INTRODUCTION: The potential influence of age at menarche (AM) on cognitive aging remains inadequate, partly because of the difficulties presented by multiple confounders. To address this issue, the Mendelian randomization (MR) analysis was used to explore the causal impacts of AM on cognitive aging.

METHODS: Using the publicly accessible Taiwan Biobank, we identified single nucleotide polymorphisms (SNPs) significantly associated with AM as instrumental variables to estimate the effects of instruments on cognitive function assessed with the Mini-Mental State Examination (MMSE). We employed several MR methods, including two-stage least squares, inverse variance weighting (IVW), MR-Egger, weighted median, weighted mode, and constrained maximum-likelihood (cML) MR methods, to ensure the stability and reliability of the results.

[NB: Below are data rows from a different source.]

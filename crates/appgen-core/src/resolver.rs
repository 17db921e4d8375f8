//! Image resolvers and the ordered resolver chain.
//!
//! A resolver maps a symbolic image name (`openshift/ruby-20-centos`) to a
//! concrete [`ImageRef`]. Backends (local runtime, platform image streams,
//! remote registries) each implement [`Resolver`]; [`ImageResolverChain`] is
//! itself a resolver, so chains nest and stub resolvers slot in for tests.

use async_trait::async_trait;
use std::sync::Arc;
use tracing::{debug, info, warn};

use crate::{Error, ImageName, ImageRef, Result};

/// Maps an image name to a concrete image reference.
#[async_trait]
pub trait Resolver: Send + Sync {
    /// Name of this resolver, used in logs.
    fn name(&self) -> &str;

    /// Resolve `name`.
    ///
    /// Fails with [`Error::ResolverNoMatch`] when the backend answered but
    /// knows no such image, and [`Error::ResolverTransient`] when the backend
    /// could not be reached.
    async fn resolve(&self, name: &str) -> Result<ImageRef>;
}

/// A resolver paired with a confidence weight.
///
/// Weights are carried for a future scoring tie-break; resolution order is
/// insertion order and the first match wins.
#[derive(Clone)]
pub struct WeightedResolver {
    pub resolver: Arc<dyn Resolver>,
    pub weight: f32,
}

impl WeightedResolver {
    pub fn new(resolver: Arc<dyn Resolver>, weight: f32) -> Self {
        Self { resolver, weight }
    }
}

impl std::fmt::Debug for WeightedResolver {
    fn fmt(&self, f: &mut std::fmt::Formatter<'_>) -> std::fmt::Result {
        f.debug_struct("WeightedResolver")
            .field("resolver", &self.resolver.name())
            .field("weight", &self.weight)
            .finish()
    }
}

/// Ordered first-successful-match resolver.
#[derive(Debug, Clone, Default)]
pub struct ImageResolverChain {
    resolvers: Vec<WeightedResolver>,
}

impl ImageResolverChain {
    pub fn new(resolvers: Vec<WeightedResolver>) -> Self {
        Self { resolvers }
    }

    /// Append a resolver. Only usable while the chain is being built.
    pub fn with(mut self, resolver: Arc<dyn Resolver>, weight: f32) -> Self {
        self.resolvers.push(WeightedResolver::new(resolver, weight));
        self
    }

    pub fn len(&self) -> usize {
        self.resolvers.len()
    }

    pub fn is_empty(&self) -> bool {
        self.resolvers.is_empty()
    }

    /// Resolver names in probe order.
    pub fn names(&self) -> Vec<&str> {
        self.resolvers.iter().map(|r| r.resolver.name()).collect()
    }
}

#[async_trait]
impl Resolver for ImageResolverChain {
    fn name(&self) -> &str {
        "chain"
    }

    async fn resolve(&self, name: &str) -> Result<ImageRef> {
        ImageName::parse(name)?;

        for entry in &self.resolvers {
            let backend = entry.resolver.name();
            debug!(image = %name, resolver = %backend, "Querying resolver");

            match entry.resolver.resolve(name).await {
                Ok(image) => {
                    info!(
                        image = %name,
                        resolver = %backend,
                        pull_spec = %image.pull_spec(),
                        "Resolved image"
                    );
                    return Ok(image);
                }
                Err(Error::ResolverTransient(msg)) => {
                    warn!(image = %name, resolver = %backend, error = %msg, "Resolver unavailable, skipping");
                }
                Err(e) if e.is_skippable() => {
                    debug!(image = %name, resolver = %backend, "No match");
                }
                Err(e) => return Err(e),
            }
        }

        Err(Error::Resolution(name.to_string()))
    }
}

RESULTS: MR analyses indicated no significant causal relationship between genetically determined AMs and total and subdomain MMSE scores, except the G5 subdomain (βIVW = 0.156, 95% confidence interval [CI]: 0.005, 0.307; βcML = 0.161, 95% CI: 0.014, 0.309). However, in a leave-one-out sensitivity analysis, we found a significant relationship between AM and cognitive aging after eliminating rs157863 and rs6758290, thus demonstrating the potential pleiotropic effects of these two SNPs. After these two SNPs were eliminated, a significant causal relationship between AM and overall MMSE scores (βIVW = 0.425, 95% CI 0.011, 0.839), though.

CONCLUSION: Evidence from the present MR study did not fully support a causal relationship between AM and cognitive function decline in later life. Potential pleiotropic effects of the genes underlying these two traits are worth of further investigation.